As for Chechnya, it is an ugly brutal war, but the
Russians are fighting inside their own territory.
Americans, whose beloved Mr. Lincoln unleashed
General Sherman to deal with his rebellious
provinces, can surely understand the horrors of civil
wars, even as we rightly deplore them.
But no matter our differences with Russia, we must
repair the relationship. None is more crucial. We
could make no greater blunder than to cast aside
the fruits of our Cold War victory by driving an
embittered Russia into the arms of Beijing. But that
is exactly what our Beltway elites seem to be doing.
But just as we respect the legitimate aspirations of
Europe for an equal place in the sun, and Russia’s
right not to have NATO squat on its doorstep,
Europe and Russia must respect our inherent right
to defend ourselves against the ballistic missiles of
rogue states.
As for our policy of “dual containment” of Iran and
Iraq, it is sterile and unsustainable. Like the British,
we are one day going home, and we ought not to
be devising schemes to extend our stay. Unlike
Beijing and Hanoi, Baghdad and Teheran never
killed tens of thousands of American soldiers in
war. But if we can engage China and North
Vietnam, and even North Korea, why can we not
at least talk to Iran and Iraq?
Have we not suffered enough terrorist
atrocities—from the massacre of our Marines, to
Pan Am 103, to the World Trade Center, to the
embassy bombings in Nairobi and Dar—to awaken
our elites to the reality that interventionism is the
incubator of terrorism? Or will it take some
cataclysmic act of violence on U.S. soil to finally
awaken our gamesmen to the costs of global
hegemony?
As for China, the most peaceful and powerful
weapon America had to effect change in its policies
is our control of our $8 trillion market. From its
sales to us, China earns a trade surplus of over a
billion dollars every week. But by bringing China
into the WTO, the President threw away our trump
card and turned his trade portfolio over to global
bureaucrats.
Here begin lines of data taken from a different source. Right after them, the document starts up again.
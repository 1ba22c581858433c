//! Error handling module for the PromptOverflow backend.
//!
//! Provides centralized error types with mapping to HTTP status codes and response envelopes.

use axum::{
    http::StatusCode,
    response::{IntoResponse, Response},
    Json,
};
use serde::{Deserialize, Serialize};

/// Error codes as constants to avoid stringly-typed errors.
pub mod codes {
    pub const NOT_AUTHENTICATED: &str = "NOT_AUTHENTICATED";
    pub const NOT_FOUND: &str = "NOT_FOUND";
    pub const VALIDATION_ERROR: &str = "VALIDATION_ERROR";
    pub const INTERNAL_ERROR: &str = "INTERNAL_ERROR";
    pub const DATABASE_ERROR: &str = "DATABASE_ERROR";
    pub const BAD_REQUEST: &str = "BAD_REQUEST";
}

/// Application error type.
#[derive(Debug)]
pub enum AppError {
    /// A mutating operation was attempted without a current user
    NotAuthenticated,
    /// Resource not found
    NotFound(String),
    /// Validation error
    Validation(String),
    /// Key-value store error
    Database(String),
    /// Internal server error
    Internal(String),
    /// Bad request
    BadRequest(String),
}

impl AppError {
    /// Get the HTTP status code for this error.
    pub fn status_code(&self) -> StatusCode {
        match self {
            AppError::NotAuthenticated => StatusCode::UNAUTHORIZED,
            AppError::NotFound(_) => StatusCode::NOT_FOUND,
            AppError::Validation(_) => StatusCode::BAD_REQUEST,
            AppError::Database(_) => StatusCode::INTERNAL_SERVER_ERROR,
            AppError::Internal(_) => StatusCode::INTERNAL_SERVER_ERROR,
            AppError::BadRequest(_) => StatusCode::BAD_REQUEST,
        }
    }

    /// Get the error code for this error.
    pub fn error_code(&self) -> &'static str {
        match self {
            AppError::NotAuthenticated => codes::NOT_AUTHENTICATED,
            AppError::NotFound(_) => codes::NOT_FOUND,
            AppError::Validation(_) => codes::VALIDATION_ERROR,
            AppError::Database(_) => codes::DATABASE_ERROR,
            AppError::Internal(_) => codes::INTERNAL_ERROR,
            AppError::BadRequest(_) => codes::BAD_REQUEST,
        }
    }

    /// Get the error message.
    pub fn message(&self) -> String {
        match self {
            AppError::NotAuthenticated => "You must be logged in to do that".to_string(),
            AppError::NotFound(msg)
            | AppError::Validation(msg)
            | AppError::Database(msg)
            | AppError::Internal(msg)
            | AppError::BadRequest(msg) => msg.clone(),
        }
    }
}

impl std::fmt::Display for AppError {
    fn fmt(&self, f: &mut std::fmt::Formatter<'_>) -> std::fmt::Result {
        write!(f, "{}: {}", self.error_code(), self.message())
    }
}

impl std::error::Error for AppError {}

impl From<sqlx::Error> for AppError {
    fn from(err: sqlx::Error) -> Self {
        tracing::error!("Database error: {:?}", err);
        AppError::Database(format!("Database error: {}", err))
    }
}

impl From<serde_json::Error> for AppError {
    fn from(err: serde_json::Error) -> Self {
        tracing::error!("JSON error: {:?}", err);
        AppError::BadRequest(format!("JSON error: {}", err))
    }
}

/// Error details in the response envelope.
#[derive(Debug, Serialize, Deserialize)]
pub struct ErrorDetails {
    pub code: String,
    pub message: String,
}

/// Error response envelope.
#[derive(Debug, Serialize, Deserialize)]
#[serde(rename_all = "camelCase")]
pub struct ErrorResponse {
    pub success: bool,
    pub error: ErrorDetails,
    pub revision_id: i64,
}

impl ErrorResponse {
    pub fn new(error: &AppError, revision_id: i64) -> Self {
        Self {
            success: false,
            error: ErrorDetails {
                code: error.error_code().to_string(),
                message: error.message(),
            },
            revision_id,
        }
    }
}

/// Wrapper type for errors that carry revision_id context.
#[derive(Debug)]
pub struct AppErrorWithRevision {
    pub error: AppError,
    pub revision_id: i64,
}

impl IntoResponse for AppErrorWithRevision {
    fn into_response(self) -> Response {
        let status = self.error.status_code();
        let body = ErrorResponse::new(&self.error, self.revision_id);
        (status, Json(body)).into_response()
    }
}
//! Identity extraction.
//!
//! The forum has a single current identity, set and cleared through the session
//! routes. Handlers that create content take an [`Author`], which rejects the
//! request with `NOT_AUTHENTICATED` when nobody is logged in.

use axum::{extract::FromRequestParts, http::request::Parts};

use crate::errors::{AppError, AppErrorWithRevision};
use crate::models::User;
use crate::AppState;

/// The logged-in user on whose behalf a request creates content.
#[derive(Debug, Clone)]
pub struct Author(pub User);

impl FromRequestParts<AppState> for Author {
    type Rejection = AppErrorWithRevision;

    async fn from_request_parts(
        parts: &mut Parts,
        state: &AppState,
    ) -> Result<Self, Self::Rejection> {
        match state.forum.current_user().await {
            Some(user) => Ok(Author(user)),
            None => {
                tracing::debug!(uri = %parts.uri, "Rejected request without a current user");
                Err(AppErrorWithRevision {
                    error: AppError::NotAuthenticated,
                    revision_id: state.forum.revision().await,
                })
            }
        }
    }
}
The next president must get it back.
The China portfolio belongs in the Oval Office, and
we need a return to linkage. Specifically, we should
tell Beijing: If you wish free access to our 270
million consumers, you must stop harassing
Christians, menacing Taiwan, targeting our country,
and you must begin giving our exports the same
tariff treatment we give yours. We do not want a
hot war or a Cold War with China. Nor do we
wish to contain China. She is already contained by
suspicious neighbors, north, south, east and west.
But a China that threatens America’s friends and
tramples on American values cannot expect to be
treated as any kind of partner.
Friends, America today faces a choice of destinies:
Are we to be a republic or an empire? Will we be
the peacemaker of the world, or its policeman, who
goes about night-sticking the trouble-makers of the
world, until we, too, find ourselves in a bloody
brawl we cannot handle. Let us use this transient
moment of American preeminence to encourage
and assist other countries to stand on their own feet
and begin to provide for their own defense.
A century ago, a great populist leader begged
America not to forego her best traditions and annex
the Philippines, an imperial act that would draw
America into three Asian wars. We did not heed his
advice; let us heed it now: “The fruits of imperialism,
be they bitter or sweet,” declared Bryan, “must be
left to the subjects of monarchy. This is one tree of
which citizens of a republic may not partake. It is
the voice of the serpent, not the voice of God,
which bids us eat.”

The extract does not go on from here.